In-Depth Analysis Review

by Martin Izsak

WARNING: This review contains "SPOILERS", and is intended for those who have already seen the program. To avoid the spoilers, read the Buyers' Guide version instead.


As written, this is a very excellent and exceptional story, having all the elements I like to see in a Doctor Who adventure. Its production is a good distance from being perfect, but all things considered, season three can boast opening with a decent sci-fi story that is more interesting, serious, and climactic than anything season two put out. Verity Lambert's last real story as producer is something of a triumph.

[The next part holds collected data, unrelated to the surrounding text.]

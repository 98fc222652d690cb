//! Storage key strategies
//!
//! Source images and transformed results are stored under keys derived
//! either from the image key itself or from the whole transform program.
//!
//! # Key formats
//! - Digest: `{sha1[0..2]}/{sha1[2..4]}/{sha1[4..]}`
//! - Suffix: `{image stem}.{sha1[0..20]}{.ext}`
//! - Size suffix: `{image stem}.{sha1[0..20]}_{W}x{H}{.ext}`
//!
//! These are cache keys, not a security boundary.

use std::fmt;
use std::str::FromStr;

use serde::{Deserialize, Serialize};
use sha1::{Digest, Sha1};

use super::normalize::{normalize, SafeChars};
use super::params::Params;
use crate::constants::SUFFIX_HASH_LEN;
use crate::error::PathError;

/// Key under which a source image is stored
pub trait StorageHasher: Send + Sync + fmt::Debug {
    fn hash(&self, image: &str) -> String;
}

/// Key under which a transformed result is stored
pub trait ResultStorageHasher: Send + Sync + fmt::Debug {
    fn hash_result(&self, params: &Params) -> String;
}

/// Lowercase hex SHA-1 of the input
fn sha1_hex(input: &str) -> String {
    let mut hasher = Sha1::new();
    hasher.update(input.as_bytes());
    hex::encode(hasher.finalize())
}

/// Shard a hex digest into `aa/bb/rest`
fn digest_path(input: &str) -> String {
    let digest = sha1_hex(input);
    format!("{}/{}/{}", &digest[..2], &digest[2..4], &digest[4..])
}

/// Source key as the normalised image key
#[derive(Debug, Clone, Default)]
pub struct OriginalStorageHasher {
    safe_chars: SafeChars,
}

impl OriginalStorageHasher {
    pub fn new(safe_chars: SafeChars) -> Self {
        Self { safe_chars }
    }
}

impl StorageHasher for OriginalStorageHasher {
    fn hash(&self, image: &str) -> String {
        normalize(image, Some(&self.safe_chars))
    }
}

/// Source key as a sharded SHA-1 of the image key
#[derive(Debug, Clone, Copy, Default)]
pub struct DigestStorageHasher;

impl StorageHasher for DigestStorageHasher {
    fn hash(&self, image: &str) -> String {
        digest_path(image)
    }
}

/// Result key as the normalised canonical path
#[derive(Debug, Clone, Default)]
pub struct OriginalResultStorageHasher {
    safe_chars: SafeChars,
}

impl OriginalResultStorageHasher {
    pub fn new(safe_chars: SafeChars) -> Self {
        Self { safe_chars }
    }
}

impl ResultStorageHasher for OriginalResultStorageHasher {
    fn hash_result(&self, params: &Params) -> String {
        normalize(&params.canonical(), Some(&self.safe_chars))
    }
}

/// Result key as a sharded SHA-1 of the canonical path
#[derive(Debug, Clone, Copy, Default)]
pub struct DigestResultStorageHasher;

impl ResultStorageHasher for DigestResultStorageHasher {
    fn hash_result(&self, params: &Params) -> String {
        digest_path(&params.canonical())
    }
}

/// Result key next to the source image, hash inserted before the extension
#[derive(Debug, Clone, Copy, Default)]
pub struct SuffixResultStorageHasher;

impl ResultStorageHasher for SuffixResultStorageHasher {
    fn hash_result(&self, params: &Params) -> String {
        suffix_key(params, false)
    }
}

/// Like [`SuffixResultStorageHasher`], with `_{W}x{H}` after the hash
#[derive(Debug, Clone, Copy, Default)]
pub struct SizeSuffixResultStorageHasher;

impl ResultStorageHasher for SizeSuffixResultStorageHasher {
    fn hash_result(&self, params: &Params) -> String {
        suffix_key(params, true)
    }
}

fn suffix_key(params: &Params, with_size: bool) -> String {
    let digest = sha1_hex(&params.canonical());
    let mut suffix = format!(".{}", &digest[..SUFFIX_HASH_LEN]);
    if with_size {
        suffix.push_str(&format!("_{}x{}", params.width, params.height));
    }

    let image = params.image.as_str();
    let extension_at = image
        .rfind('.')
        .filter(|&dot| image.rfind('/').map_or(true, |slash| slash < dot));
    match extension_at {
        Some(dot) => {
            let extension = if params.meta {
                ".json".to_string()
            } else if let Some(format) = params.filter("format") {
                format!(".{}", format.args)
            } else {
                image[dot..].to_string()
            };
            format!("{}{}{}", &image[..dot], suffix, extension)
        }
        None => format!("{}{}", image, suffix),
    }
}

/// How source images are keyed in storage
#[derive(Debug, Clone, Copy, PartialEq, Eq, Default, Serialize, Deserialize)]
#[serde(rename_all = "snake_case")]
pub enum StoragePathStyle {
    #[default]
    Original,
    Digest,
}

impl StoragePathStyle {
    pub fn hasher(&self, safe_chars: SafeChars) -> Box<dyn StorageHasher> {
        match self {
            Self::Original => Box::new(OriginalStorageHasher::new(safe_chars)),
            Self::Digest => Box::new(DigestStorageHasher),
        }
    }
}

impl FromStr for StoragePathStyle {
    type Err = PathError;

    fn from_str(s: &str) -> Result<Self, Self::Err> {
        match s.to_lowercase().as_str() {
            "original" => Ok(Self::Original),
            "digest" => Ok(Self::Digest),
            _ => Err(PathError::Config(format!(
                "unknown storage path style '{}', expected original or digest",
                s
            ))),
        }
    }
}

/// How transformed results are keyed in storage
#[derive(Debug, Clone, Copy, PartialEq, Eq, Default, Serialize, Deserialize)]
#[serde(rename_all = "snake_case")]
pub enum ResultStoragePathStyle {
    #[default]
    Original,
    Digest,
    Suffix,
    SizeSuffix,
}

impl ResultStoragePathStyle {
    pub fn hasher(&self, safe_chars: SafeChars) -> Box<dyn ResultStorageHasher> {
        match self {
            Self::Original => Box::new(OriginalResultStorageHasher::new(safe_chars)),
            Self::Digest => Box::new(DigestResultStorageHasher),
            Self::Suffix => Box::new(SuffixResultStorageHasher),
            Self::SizeSuffix => Box::new(SizeSuffixResultStorageHasher),
        }
    }
}

impl FromStr for ResultStoragePathStyle {
    type Err = PathError;

    fn from_str(s: &str) -> Result<Self, Self::Err> {
        match s.to_lowercase().as_str() {
            "original" => Ok(Self::Original),
            "digest" => Ok(Self::Digest),
            "suffix" => Ok(Self::Suffix),
            "size_suffix" | "size-suffix" => Ok(Self::SizeSuffix),
            _ => Err(PathError::Config(format!(
                "unknown result storage path style '{}', expected original, digest, suffix or size_suffix",
                s
            ))),
        }
    }
}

The distinctive library music tracks build a light but nevertheless alien atmosphere for the lonely dying planet on which this adventure takes place. The music is okay for the most part, successfully alien and even brilliant in some places, and generally works. Knowing these particular tracks as well as I do, I don't think the production team always managed to find the most appropriate sections to back every scene, often selecting bits that were too serene instead of some of the more suspenseful or action oriented sections that were available, but this doesn't detract much from the story.

The TARDIS seems to have made a good materialization on the original television broadcast. Although the novelization unfortunately skips over it, the new recreation on DVD nicely indulges us with it again. The rest of the essential features of the TARDIS and those of the main characters are well demonstrated in the opening sequence, as they encounter their first Chumbley robot, and both parties become curious and investigate each other from either side of the TARDIS interior/exterior barrier. One couldn't ask for anything better in theory, although the recreation is limited in being able to showcase the interior space. Fear of the unknown has no power to stop the three regular characters from exploring outside the ship and beyond as well, as they eagerly jump into danger and first contact situations. They'll also tackle heroics in satisfying fashion before they're finished with this place. All the right stuff, in the right order, starting the season off to boot.


The appearance stereotypes of sci-fi good guys and bad guys are neatly swapped, of course, and this forms the major theme of the story:

"What difference does it make what your form is?"
"The importance lies in the character....."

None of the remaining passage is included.